┌────────

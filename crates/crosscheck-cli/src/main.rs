//! ta-crosscheck command-line interface
//!
//! Exits with 0 when every test passed, 1 when any failed and 2 on input
//! errors.

use std::process::ExitCode;

use clap::Parser;
use ta_crosscheck_cli::args::Args;
use ta_crosscheck_cli::CliError;

fn exit_code(code: i32) -> ExitCode {
    ExitCode::from(u8::try_from(code).unwrap_or(1))
}

fn main() -> ExitCode {
    let args = Args::parse();
    match ta_crosscheck_cli::run(&args) {
        Ok(status) => exit_code(status.exit_code()),
        Err(e) => {
            eprintln!("error: {e}");
            exit_code(CliError::exit_code(&e))
        }
    }
}
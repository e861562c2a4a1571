//! The historical price table shared by every test of a run.

use crate::error::{Error, Result};

/// Names of the numeric columns, in file order.
pub const COLUMNS: [&str; 6] = ["open", "high", "low", "close", "volume", "openinterest"];

/// One row of the price file.
#[derive(Debug, Clone, PartialEq)]
pub struct PriceRow {
    /// Date string, kept verbatim from the input.
    pub date: String,
    /// Open price.
    pub open: f64,
    /// High price.
    pub high: f64,
    /// Low price.
    pub low: f64,
    /// Close price.
    pub close: f64,
    /// Volume.
    pub volume: f64,
    /// Open interest.
    pub openinterest: f64,
}

/// Columnar, immutable, chronologically ordered price data.
///
/// Row order defines the position index shared by every indicator output.
#[derive(Debug, Clone, Default, PartialEq)]
pub struct PriceTable {
    dates: Vec<String>,
    open: Vec<f64>,
    high: Vec<f64>,
    low: Vec<f64>,
    close: Vec<f64>,
    volume: Vec<f64>,
    openinterest: Vec<f64>,
}

impl PriceTable {
    /// Builds a table from rows.
    #[must_use]
    pub fn from_rows(rows: Vec<PriceRow>) -> Self {
        let mut table = Self::default();
        for row in rows {
            table.dates.push(row.date);
            table.open.push(row.open);
            table.high.push(row.high);
            table.low.push(row.low);
            table.close.push(row.close);
            table.volume.push(row.volume);
            table.openinterest.push(row.openinterest);
        }
        table
    }

    /// Builds a table from whole columns.
    ///
    /// # Errors
    ///
    /// Returns [`Error::TableShape`] if any column length differs from `dates`.
    pub fn from_columns(dates: Vec<String>, columns: [Vec<f64>; 6]) -> Result<Self> {
        let expected = dates.len();
        for (name, col) in COLUMNS.iter().zip(columns.iter()) {
            if col.len() != expected {
                return Err(Error::TableShape {
                    column: *name,
                    expected,
                    actual: col.len(),
                });
            }
        }
        let [open, high, low, close, volume, openinterest] = columns;
        Ok(Self {
            dates,
            open,
            high,
            low,
            close,
            volume,
            openinterest,
        })
    }

    /// Builds a table where open, high, low and close all equal `closes`.
    ///
    /// Volume and open interest are zero; dates are the row numbers. Handy for
    /// single-input indicators and tests.
    #[must_use]
    pub fn from_closes(closes: &[f64]) -> Self {
        let n = closes.len();
        Self {
            dates: (0..n).map(|i| i.to_string()).collect(),
            open: closes.to_vec(),
            high: closes.to_vec(),
            low: closes.to_vec(),
            close: closes.to_vec(),
            volume: vec![0.0; n],
            openinterest: vec![0.0; n],
        }
    }

    /// Looks up a column by name (case-insensitive).
    #[must_use]
    pub fn column(&self, name: &str) -> Option<&[f64]> {
        let col = match name.to_ascii_lowercase().as_str() {
            "open" => &self.open,
            "high" => &self.high,
            "low" => &self.low,
            "close" => &self.close,
            "volume" => &self.volume,
            "openinterest" => &self.openinterest,
            _ => return None,
        };
        Some(col.as_slice())
    }

    /// Resolves several columns at once, preserving order.
    ///
    /// # Errors
    ///
    /// Returns [`Error::UnknownColumn`] for the first name that is not a column.
    pub fn columns<S: AsRef<str>>(&self, names: &[S]) -> Result<Vec<&[f64]>> {
        names
            .iter()
            .map(|n| {
                self.column(n.as_ref()).ok_or_else(|| Error::UnknownColumn {
                    column: n.as_ref().to_string(),
                })
            })
            .collect()
    }

    /// The date index.
    #[must_use]
    pub fn dates(&self) -> &[String] {
        &self.dates
    }

    /// Number of rows.
    #[must_use]
    pub fn len(&self) -> usize {
        self.dates.len()
    }

    /// Returns true if the table has no rows.
    #[must_use]
    pub fn is_empty(&self) -> bool {
        self.dates.is_empty()
    }
}
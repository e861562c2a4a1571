//! Simple Moving Average (SMA).
//!
//! O(n) rolling sum: the first window is summed once, then each step adds the
//! newest value and subtracts the oldest.
//!
//! ```text
//! SMA = (P1 + P2 + ... + Pn) / n
//! ```
//!
//! # Example
//!
//! ```
//! use ta_crosscheck_indicators::candidate::sma::sma;
//!
//! let result = sma(&[1.0_f64, 2.0, 3.0, 4.0, 5.0], 3).unwrap();
//! assert!(result[1].is_nan());
//! assert!((result[2] - 2.0).abs() < 1e-10);
//! assert!((result[4] - 4.0).abs() < 1e-10);
//! ```

use crate::error::Result;
use crate::traits::{validate_indicator_input, SeriesElement};

/// Number of leading NaN values in the output.
#[inline]
#[must_use]
pub const fn sma_lookback(period: usize) -> usize {
    period.saturating_sub(1)
}

/// Computes the Simple Moving Average.
///
/// The first `period - 1` values are NaN.
///
/// # Errors
///
/// Returns an error if the period is zero or the data is shorter than the period.
pub fn sma<T: SeriesElement>(data: &[T], period: usize) -> Result<Vec<T>> {
    validate_indicator_input(data, period, "sma")?;

    let period_t = T::from_usize(period)?;
    let mut result = vec![T::nan(); data.len()];

    let mut sum = data.iter().take(period).fold(T::zero(), |acc, &x| acc + x);
    result[period - 1] = sum / period_t;

    for i in period..data.len() {
        sum = sum + data[i] - data[i - period];
        result[i] = sum / period_t;
    }

    Ok(result)
}
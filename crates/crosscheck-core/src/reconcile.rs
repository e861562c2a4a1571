//! Result reconciliation.
//!
//! Decides whether two independently computed multi-output indicator results
//! are "the same". Outputs are paired positionally (callers apply any declared
//! swaps beforehand) and each pair goes through the same pipeline:
//!
//! 1. **Rounding**: both sides are rounded to `decimals` places, if requested.
//! 2. **Trimming**: the warm-up window chosen by [`MinperiodMode`] is skipped on
//!    both sides with the same offset.
//! 3. **Primary check**: exact elementwise equality. NaN never equals NaN, so
//!    any missing value in the compared window fails this step.
//! 4. **Missing-value fallback**: both sides must flag exactly the same
//!    positions as missing, and every position present on both sides must
//!    still be equal.
//!
//! The indicator passes when every paired output passes.
//!
//! # Example
//!
//! ```
//! use ta_crosscheck_core::reconcile::{reconcile, MinperiodMode, Policy};
//! use ta_crosscheck_core::series::NamedSeries;
//!
//! let nan = f64::NAN;
//! let cand = vec![NamedSeries::new("sma", vec![nan, nan, 2.000_000_1, 3.0])];
//! let refr = vec![NamedSeries::new("SMA", vec![nan, nan, 2.0, 3.0])];
//!
//! let policy = Policy::new(MinperiodMode::Global).with_decimals(5).with_minperiods(2, vec![2]);
//! assert!(reconcile(&cand, &refr, &policy).passed());
//!
//! let strict = Policy::new(MinperiodMode::Global).with_minperiods(2, vec![2]);
//! assert!(!reconcile(&cand, &refr, &strict).passed());
//! ```

use std::fmt;

use serde::{Deserialize, Serialize};

use crate::series::{is_missing, NamedSeries};

/// How much of the warm-up window to skip before comparing.
#[derive(Debug, Clone, Copy, PartialEq, Eq, Default, Serialize, Deserialize)]
#[serde(rename_all = "snake_case")]
pub enum MinperiodMode {
    /// Skip the indicator's global minperiod on every output.
    #[default]
    Global,
    /// Skip each output's own minperiod.
    PerOutput,
    /// Skip nothing.
    None,
}

impl MinperiodMode {
    /// Maps the command-line flag: negative is `None`, zero is `Global`,
    /// positive is `PerOutput`.
    #[must_use]
    pub fn from_flag(flag: i64) -> Self {
        match flag {
            f if f < 0 => Self::None,
            0 => Self::Global,
            _ => Self::PerOutput,
        }
    }

    /// The command-line flag for this mode.
    #[must_use]
    pub fn flag(self) -> i64 {
        match self {
            Self::None => -1,
            Self::Global => 0,
            Self::PerOutput => 1,
        }
    }
}

impl fmt::Display for MinperiodMode {
    fn fmt(&self, f: &mut fmt::Formatter<'_>) -> fmt::Result {
        let label = match self {
            Self::Global => "global",
            Self::PerOutput => "per-output",
            Self::None => "none",
        };
        write!(f, "{} ({label})", self.flag())
    }
}

/// Rounding and alignment policy for one indicator comparison.
#[derive(Debug, Clone, PartialEq, Eq, Default)]
pub struct Policy {
    /// Decimal places to round both sides to before comparing.
    pub decimals: Option<u32>,
    /// Warm-up skipping mode.
    pub mode: MinperiodMode,
    /// Global minperiod of the indicator.
    pub global_minperiod: usize,
    /// Minperiod of each output, in output order.
    pub per_output_minperiods: Vec<usize>,
}

impl Policy {
    /// A policy with no rounding and zero minperiods.
    #[must_use]
    pub fn new(mode: MinperiodMode) -> Self {
        Self {
            mode,
            ..Self::default()
        }
    }

    /// Sets the rounding precision.
    #[must_use]
    pub fn with_decimals(mut self, decimals: u32) -> Self {
        self.decimals = Some(decimals);
        self
    }

    /// Sets the global and per-output minperiods.
    #[must_use]
    pub fn with_minperiods(mut self, global: usize, per_output: Vec<usize>) -> Self {
        self.global_minperiod = global;
        self.per_output_minperiods = per_output;
        self
    }

    /// Positions to skip for output `index`.
    ///
    /// In per-output mode an output without a declared minperiod falls back to
    /// the global one.
    #[must_use]
    pub fn skip_for(&self, index: usize) -> usize {
        match self.mode {
            MinperiodMode::Global => self.global_minperiod,
            MinperiodMode::PerOutput => self
                .per_output_minperiods
                .get(index)
                .copied()
                .unwrap_or(self.global_minperiod),
            MinperiodMode::None => 0,
        }
    }
}

/// How a single output pair was judged.
#[derive(Debug, Clone, Copy, PartialEq)]
pub enum OutputVerdict {
    /// Every compared position is exactly equal.
    Exact,
    /// Equal once missing positions are matched by flag instead of value.
    MissingAgreement,
    /// The series disagree; `position` is the first offending row.
    Mismatch {
        /// Row index of the first disagreement.
        position: usize,
        /// Candidate value at that row (after rounding).
        candidate: f64,
        /// Reference value at that row (after rounding).
        reference: f64,
    },
    /// The two series have different lengths.
    LengthMismatch {
        /// Candidate length.
        candidate: usize,
        /// Reference length.
        reference: usize,
    },
}

impl OutputVerdict {
    /// Returns true for the passing verdicts.
    #[must_use]
    pub fn passed(&self) -> bool {
        matches!(self, Self::Exact | Self::MissingAgreement)
    }
}

impl fmt::Display for OutputVerdict {
    fn fmt(&self, f: &mut fmt::Formatter<'_>) -> fmt::Result {
        match self {
            Self::Exact => write!(f, "exact"),
            Self::MissingAgreement => write!(f, "equal (missing values agree)"),
            Self::Mismatch {
                position,
                candidate,
                reference,
            } => write!(
                f,
                "mismatch at row {position}: candidate {candidate} vs reference {reference}"
            ),
            Self::LengthMismatch {
                candidate,
                reference,
            } => write!(f, "length mismatch: candidate {candidate} vs reference {reference}"),
        }
    }
}

/// Comparison detail for one output pair.
///
/// Keeps the full (rounded, untrimmed) series and their elementwise equality
/// so a verbose report can show every row.
#[derive(Debug, Clone)]
pub struct OutputComparison {
    /// Candidate output name.
    pub name: String,
    /// Reference output name.
    pub reference_name: String,
    /// Candidate values after rounding.
    pub candidate: Vec<f64>,
    /// Reference values after rounding.
    pub reference: Vec<f64>,
    /// Elementwise value equality over the full length.
    pub equal: Vec<bool>,
    /// Positions skipped at the start.
    pub skipped: usize,
    /// Verdict for this output.
    pub verdict: OutputVerdict,
}

/// Per-indicator reconciliation outcome.
#[derive(Debug, Clone, Default)]
pub struct Reconciliation {
    /// One entry per compared output pair.
    pub outputs: Vec<OutputComparison>,
    /// Outputs present on one side only (count difference), by name.
    pub unpaired: Vec<String>,
}

impl Reconciliation {
    /// True if every paired output passed. Zero outputs pass vacuously.
    #[must_use]
    pub fn passed(&self) -> bool {
        self.outputs.iter().all(|o| o.verdict.passed())
    }

    /// The first failing output, if any.
    #[must_use]
    pub fn first_failure(&self) -> Option<&OutputComparison> {
        self.outputs.iter().find(|o| !o.verdict.passed())
    }
}

fn judge(candidate: &[f64], reference: &[f64], skip: usize) -> OutputVerdict {
    if candidate.len() != reference.len() {
        return OutputVerdict::LengthMismatch {
            candidate: candidate.len(),
            reference: reference.len(),
        };
    }

    let start = skip.min(candidate.len());
    let window = candidate[start..].iter().zip(&reference[start..]);

    if window.clone().all(|(c, r)| c == r) {
        return OutputVerdict::Exact;
    }

    for (offset, (&c, &r)) in window.enumerate() {
        let agree = match (is_missing(c), is_missing(r)) {
            (true, true) => true,
            (false, false) => c == r,
            _ => false,
        };
        if !agree {
            return OutputVerdict::Mismatch {
                position: start + offset,
                candidate: c,
                reference: r,
            };
        }
    }

    OutputVerdict::MissingAgreement
}

/// Compares candidate outputs to reference outputs under `policy`.
///
/// Outputs are paired by position. When the two sides produce a different
/// number of outputs, only the common prefix is compared and the leftover
/// names are listed in [`Reconciliation::unpaired`].
#[must_use]
pub fn reconcile(
    candidate: &[NamedSeries],
    reference: &[NamedSeries],
    policy: &Policy,
) -> Reconciliation {
    let mut outputs = Vec::with_capacity(candidate.len().min(reference.len()));

    for (index, (cand, refr)) in candidate.iter().zip(reference).enumerate() {
        let (cand, refr) = match policy.decimals {
            Some(d) => (cand.rounded(d), refr.rounded(d)),
            None => (cand.clone(), refr.clone()),
        };

        let skip = policy.skip_for(index);
        let verdict = judge(cand.values(), refr.values(), skip);

        let equal = cand
            .values()
            .iter()
            .zip(refr.values())
            .map(|(c, r)| c == r)
            .collect();

        outputs.push(OutputComparison {
            name: cand.name().to_string(),
            reference_name: refr.name().to_string(),
            candidate: cand.values().to_vec(),
            reference: refr.values().to_vec(),
            equal,
            skipped: skip,
            verdict,
        });
    }

    let paired = outputs.len();
    let unpaired = candidate
        .iter()
        .skip(paired)
        .chain(reference.iter().skip(paired))
        .map(|s| s.name().to_string())
        .collect();

    Reconciliation { outputs, unpaired }
}
//! Adapter traits for the two implementations being compared.
//!
//! The harness never computes indicator values itself. The library under test
//! is exposed through [`CandidateIndicator`], the trusted implementation through
//! [`ReferenceIndicator`], and each side is collected in a name-keyed
//! [`Library`].
//!
//! # Example
//!
//! ```
//! use ta_crosscheck_core::adapter::{FnReference, ReferenceLibrary};
//! use ta_crosscheck_core::series::{IndicatorResult, NamedSeries};
//!
//! let mut refs = ReferenceLibrary::new();
//! refs.register(FnReference::new("IDENT", |inputs, params| {
//!     Ok(IndicatorResult::from_outputs(
//!         vec![NamedSeries::new("ident", inputs[0].to_vec())],
//!         params.clone(),
//!     ))
//! }));
//! assert!(refs.get("IDENT").is_some());
//! assert!(refs.get("ident").is_none());
//! ```

use std::collections::BTreeMap;
use std::fmt;

use crate::error::Result;
use crate::params::Params;
use crate::series::IndicatorResult;

/// An indicator from the library under test.
///
/// Besides computing, a candidate declares its default inputs, its output
/// names and the alternative names under which the reference library may know
/// it.
pub trait CandidateIndicator {
    /// Name used for registry lookup.
    fn name(&self) -> &str;

    /// Price-table columns fed to the indicator when a test does not say otherwise.
    fn inputs(&self) -> &[&'static str];

    /// Output names, in production order.
    fn outputs(&self) -> &[&'static str];

    /// Reference-library names to try when the upper-cased test name is not found.
    fn aliases(&self) -> &[&'static str] {
        &[]
    }

    /// Default parameters.
    fn default_params(&self) -> Params;

    /// Computes the outputs for the given input columns.
    ///
    /// Parameters absent from `params` take their defaults. The returned
    /// result carries the fully resolved parameter map.
    ///
    /// # Errors
    ///
    /// Returns an error if the parameters are invalid or the input is too short.
    fn compute(&self, inputs: &[&[f64]], params: &Params) -> Result<IndicatorResult>;
}

/// A function from the trusted reference library.
pub trait ReferenceIndicator {
    /// Name used for lookup (reference names are conventionally upper case).
    fn name(&self) -> &str;

    /// Computes the outputs for the given input columns.
    ///
    /// # Errors
    ///
    /// Returns an error if the parameters are invalid or the input is too short.
    fn compute(&self, inputs: &[&[f64]], params: &Params) -> Result<IndicatorResult>;
}

/// Gives a library a key for each of its entries.
pub trait Named {
    /// Lookup key.
    fn key(&self) -> &str;
}

impl Named for dyn CandidateIndicator {
    fn key(&self) -> &str {
        self.name()
    }
}

impl Named for dyn ReferenceIndicator {
    fn key(&self) -> &str {
        self.name()
    }
}

/// A name-keyed collection of indicators. Lookup is case-sensitive.
pub struct Library<I: ?Sized + Named> {
    entries: BTreeMap<String, Box<I>>,
}

/// The library under test.
pub type CandidateLibrary = Library<dyn CandidateIndicator>;

/// The trusted reference library.
pub type ReferenceLibrary = Library<dyn ReferenceIndicator>;

impl<I: ?Sized + Named> Default for Library<I> {
    fn default() -> Self {
        Self {
            entries: BTreeMap::new(),
        }
    }
}

impl<I: ?Sized + Named> Library<I> {
    /// Creates an empty library.
    #[must_use]
    pub fn new() -> Self {
        Self::default()
    }

    /// Looks up an indicator.
    #[must_use]
    pub fn get(&self, name: &str) -> Option<&I> {
        self.entries.get(name).map(|b| &**b)
    }

    /// Returns true if `name` is registered.
    #[must_use]
    pub fn contains(&self, name: &str) -> bool {
        self.entries.contains_key(name)
    }

    /// Registered names, sorted.
    pub fn names(&self) -> impl Iterator<Item = &str> {
        self.entries.keys().map(String::as_str)
    }

    /// Number of registered indicators.
    #[must_use]
    pub fn len(&self) -> usize {
        self.entries.len()
    }

    /// Returns true if nothing is registered.
    #[must_use]
    pub fn is_empty(&self) -> bool {
        self.entries.is_empty()
    }
}

impl CandidateLibrary {
    /// Registers a candidate indicator under its own name, replacing any previous entry.
    pub fn register<C: CandidateIndicator + 'static>(&mut self, indicator: C) -> &mut Self {
        let boxed: Box<dyn CandidateIndicator> = Box::new(indicator);
        self.entries.insert(boxed.key().to_string(), boxed);
        self
    }
}

impl ReferenceLibrary {
    /// Registers a reference indicator under its own name, replacing any previous entry.
    pub fn register<R: ReferenceIndicator + 'static>(&mut self, indicator: R) -> &mut Self {
        let boxed: Box<dyn ReferenceIndicator> = Box::new(indicator);
        self.entries.insert(boxed.key().to_string(), boxed);
        self
    }
}

impl<I: ?Sized + Named> fmt::Debug for Library<I> {
    fn fmt(&self, f: &mut fmt::Formatter<'_>) -> fmt::Result {
        f.debug_set().entries(self.entries.keys()).finish()
    }
}

type ComputeFn = dyn Fn(&[&[f64]], &Params) -> Result<IndicatorResult>;

/// A reference indicator backed by a closure.
pub struct FnReference {
    name: String,
    compute: Box<ComputeFn>,
}

impl FnReference {
    /// Wraps `compute` under `name`.
    pub fn new<F>(name: impl Into<String>, compute: F) -> Self
    where
        F: Fn(&[&[f64]], &Params) -> Result<IndicatorResult> + 'static,
    {
        Self {
            name: name.into(),
            compute: Box::new(compute),
        }
    }
}

impl ReferenceIndicator for FnReference {
    fn name(&self) -> &str {
        &self.name
    }

    fn compute(&self, inputs: &[&[f64]], params: &Params) -> Result<IndicatorResult> {
        (self.compute)(inputs, params)
    }
}

/// A candidate indicator backed by a closure plus declared metadata.
pub struct FnCandidate {
    name: String,
    inputs: &'static [&'static str],
    outputs: &'static [&'static str],
    aliases: &'static [&'static str],
    defaults: Params,
    compute: Box<ComputeFn>,
}

impl FnCandidate {
    /// Wraps `compute` under `name`. Defaults: input `close`, a single output
    /// named `out`, no aliases, no default parameters.
    pub fn new<F>(name: impl Into<String>, compute: F) -> Self
    where
        F: Fn(&[&[f64]], &Params) -> Result<IndicatorResult> + 'static,
    {
        Self {
            name: name.into(),
            inputs: &["close"],
            outputs: &["out"],
            aliases: &[],
            defaults: Params::new(),
            compute: Box::new(compute),
        }
    }

    /// Declares the default input columns.
    #[must_use]
    pub fn with_inputs(mut self, inputs: &'static [&'static str]) -> Self {
        self.inputs = inputs;
        self
    }

    /// Declares the output names.
    #[must_use]
    pub fn with_outputs(mut self, outputs: &'static [&'static str]) -> Self {
        self.outputs = outputs;
        self
    }

    /// Declares reference-name aliases.
    #[must_use]
    pub fn with_aliases(mut self, aliases: &'static [&'static str]) -> Self {
        self.aliases = aliases;
        self
    }

    /// Declares default parameters.
    #[must_use]
    pub fn with_defaults(mut self, defaults: Params) -> Self {
        self.defaults = defaults;
        self
    }
}

impl CandidateIndicator for FnCandidate {
    fn name(&self) -> &str {
        &self.name
    }

    fn inputs(&self) -> &[&'static str] {
        self.inputs
    }

    fn outputs(&self) -> &[&'static str] {
        self.outputs
    }

    fn aliases(&self) -> &[&'static str] {
        self.aliases
    }

    fn default_params(&self) -> Params {
        self.defaults.clone()
    }

    fn compute(&self, inputs: &[&[f64]], params: &Params) -> Result<IndicatorResult> {
        (self.compute)(inputs, params)
    }
}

└────────

Beginning at the top of the records above, transcribe each line exactly up to and including the line that holds "use ta_crosscheck_cli::args::Args;".

filename crates/crosscheck-cli/src/main.rs
//! ta-crosscheck command-line interface
//!
//! Exits with 0 when every test passed, 1 when any failed and 2 on input
//! errors.

use std::process::ExitCode;

use clap::Parser;
use ta_crosscheck_cli::args::Args;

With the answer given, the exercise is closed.